RECORDS section start

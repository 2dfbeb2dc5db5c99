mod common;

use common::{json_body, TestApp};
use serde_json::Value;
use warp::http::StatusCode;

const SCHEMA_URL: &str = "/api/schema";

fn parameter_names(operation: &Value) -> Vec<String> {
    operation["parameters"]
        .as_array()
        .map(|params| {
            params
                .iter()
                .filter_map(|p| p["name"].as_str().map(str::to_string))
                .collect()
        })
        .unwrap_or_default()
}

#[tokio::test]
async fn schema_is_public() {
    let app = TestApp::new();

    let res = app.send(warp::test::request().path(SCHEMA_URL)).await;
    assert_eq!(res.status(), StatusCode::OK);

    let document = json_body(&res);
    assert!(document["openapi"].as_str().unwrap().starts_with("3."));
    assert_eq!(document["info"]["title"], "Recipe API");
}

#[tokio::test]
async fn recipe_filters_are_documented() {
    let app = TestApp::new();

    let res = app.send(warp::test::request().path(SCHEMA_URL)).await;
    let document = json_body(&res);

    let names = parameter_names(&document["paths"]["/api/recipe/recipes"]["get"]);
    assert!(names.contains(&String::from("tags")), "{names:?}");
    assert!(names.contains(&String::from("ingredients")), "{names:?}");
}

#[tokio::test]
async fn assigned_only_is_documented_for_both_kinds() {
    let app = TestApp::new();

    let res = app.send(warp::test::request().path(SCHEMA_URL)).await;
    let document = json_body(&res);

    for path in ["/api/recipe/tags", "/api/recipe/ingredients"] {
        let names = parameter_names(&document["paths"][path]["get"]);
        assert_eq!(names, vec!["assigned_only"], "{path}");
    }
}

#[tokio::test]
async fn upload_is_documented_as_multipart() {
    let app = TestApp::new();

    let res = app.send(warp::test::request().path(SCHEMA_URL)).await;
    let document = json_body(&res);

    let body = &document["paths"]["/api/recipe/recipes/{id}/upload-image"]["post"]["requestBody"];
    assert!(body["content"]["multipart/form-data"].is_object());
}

RECORDS section end

Go through the entries above and count the lines with the word "operation", then give only that number.

2